WHAT THE TASK ASKS = Go through the listing below and state how many lines hold the word "ArrayBuffer", giving only the number.

INFORMATION GIVEN =
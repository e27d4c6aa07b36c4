use bytes::{BufMut, Bytes, BytesMut};

use super::{Model, ObjectId};

/// Element width and signedness of a binary value.
#[derive(Debug, Clone, Copy, PartialEq, Eq, Hash)]
pub enum TypedArrayKind {
    ArrayBuffer,
    Int8,
    Uint8,
    Uint8Clamped,
    Int16,
    Uint16,
    Int32,
    Uint32,
    Float32,
    Float64,
    BigInt64,
    BigUint64,
    DataView,
}

impl TypedArrayKind {
    /// Row tag for this kind. `m` is used for unsigned 64-bit because `n` could start `null`.
    pub fn tag(self) -> char {
        match self {
            Self::ArrayBuffer => 'A',
            Self::Int8 => 'C',
            Self::Uint8 => 'c',
            Self::Uint8Clamped => 'U',
            Self::Int16 => 'S',
            Self::Uint16 => 's',
            Self::Int32 => 'L',
            Self::Uint32 => 'l',
            Self::Float32 => 'F',
            Self::Float64 => 'D',
            Self::BigInt64 => 'N',
            Self::BigUint64 => 'm',
            Self::DataView => 'V',
        }
    }

    pub fn from_tag(tag: char) -> Option<Self> {
        Some(match tag {
            'A' => Self::ArrayBuffer,
            'C' => Self::Int8,
            'c' => Self::Uint8,
            'U' => Self::Uint8Clamped,
            'S' => Self::Int16,
            's' => Self::Uint16,
            'L' => Self::Int32,
            'l' => Self::Uint32,
            'F' => Self::Float32,
            'D' => Self::Float64,
            'N' => Self::BigInt64,
            'm' => Self::BigUint64,
            'V' => Self::DataView,
            _ => return None,
        })
    }

    pub fn name(self) -> &'static str {
        match self {
            Self::ArrayBuffer => "ArrayBuffer",
            Self::Int8 => "Int8Array",
            Self::Uint8 => "Uint8Array",
            Self::Uint8Clamped => "Uint8ClampedArray",
            Self::Int16 => "Int16Array",
            Self::Uint16 => "Uint16Array",
            Self::Int32 => "Int32Array",
            Self::Uint32 => "Uint32Array",
            Self::Float32 => "Float32Array",
            Self::Float64 => "Float64Array",
            Self::BigInt64 => "BigInt64Array",
            Self::BigUint64 => "BigUint64Array",
            Self::DataView => "DataView",
        }
    }
}

/// A fixed-width numeric buffer. Elements are stored little-endian.
#[derive(Debug, Clone)]
pub struct TypedArray {
    id: ObjectId,
    kind: TypedArrayKind,
    bytes: Bytes,
}

macro_rules! typed_array_constructor {
    ($name:ident, $ty:ty, $kind:ident) => {
        pub fn $name(values: &[$ty]) -> Self {
            let mut buf = BytesMut::with_capacity(std::mem::size_of_val(values));
            for value in values {
                buf.put_slice(&value.to_le_bytes());
            }
            Self::new(TypedArrayKind::$kind, buf.freeze())
        }
    };
}

impl TypedArray {
    pub fn new(kind: TypedArrayKind, bytes: impl Into<Bytes>) -> Self {
        Self { id: ObjectId::next(), kind, bytes: bytes.into() }
    }

    pub fn array_buffer(bytes: impl Into<Bytes>) -> Self {
        Self::new(TypedArrayKind::ArrayBuffer, bytes)
    }

    pub fn data_view(bytes: impl Into<Bytes>) -> Self {
        Self::new(TypedArrayKind::DataView, bytes)
    }

    pub fn uint8_clamped(values: &[u8]) -> Self {
        Self::new(TypedArrayKind::Uint8Clamped, Bytes::copy_from_slice(values))
    }

    typed_array_constructor!(from_i8, i8, Int8);
    typed_array_constructor!(from_u8, u8, Uint8);
    typed_array_constructor!(from_i16, i16, Int16);
    typed_array_constructor!(from_u16, u16, Uint16);
    typed_array_constructor!(from_i32, i32, Int32);
    typed_array_constructor!(from_u32, u32, Uint32);
    typed_array_constructor!(from_f32, f32, Float32);
    typed_array_constructor!(from_f64, f64, Float64);
    typed_array_constructor!(from_i64, i64, BigInt64);
    typed_array_constructor!(from_u64, u64, BigUint64);

    pub fn id(&self) -> ObjectId {
        self.id
    }

    pub fn kind(&self) -> TypedArrayKind {
        self.kind
    }

    pub fn bytes(&self) -> &Bytes {
        &self.bytes
    }

    pub fn byte_length(&self) -> usize {
        self.bytes.len()
    }
}

impl From<TypedArray> for Model {
    fn from(array: TypedArray) -> Self {
        Model::TypedArray(array)
    }
}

RESULT FOR THIS TASK = 5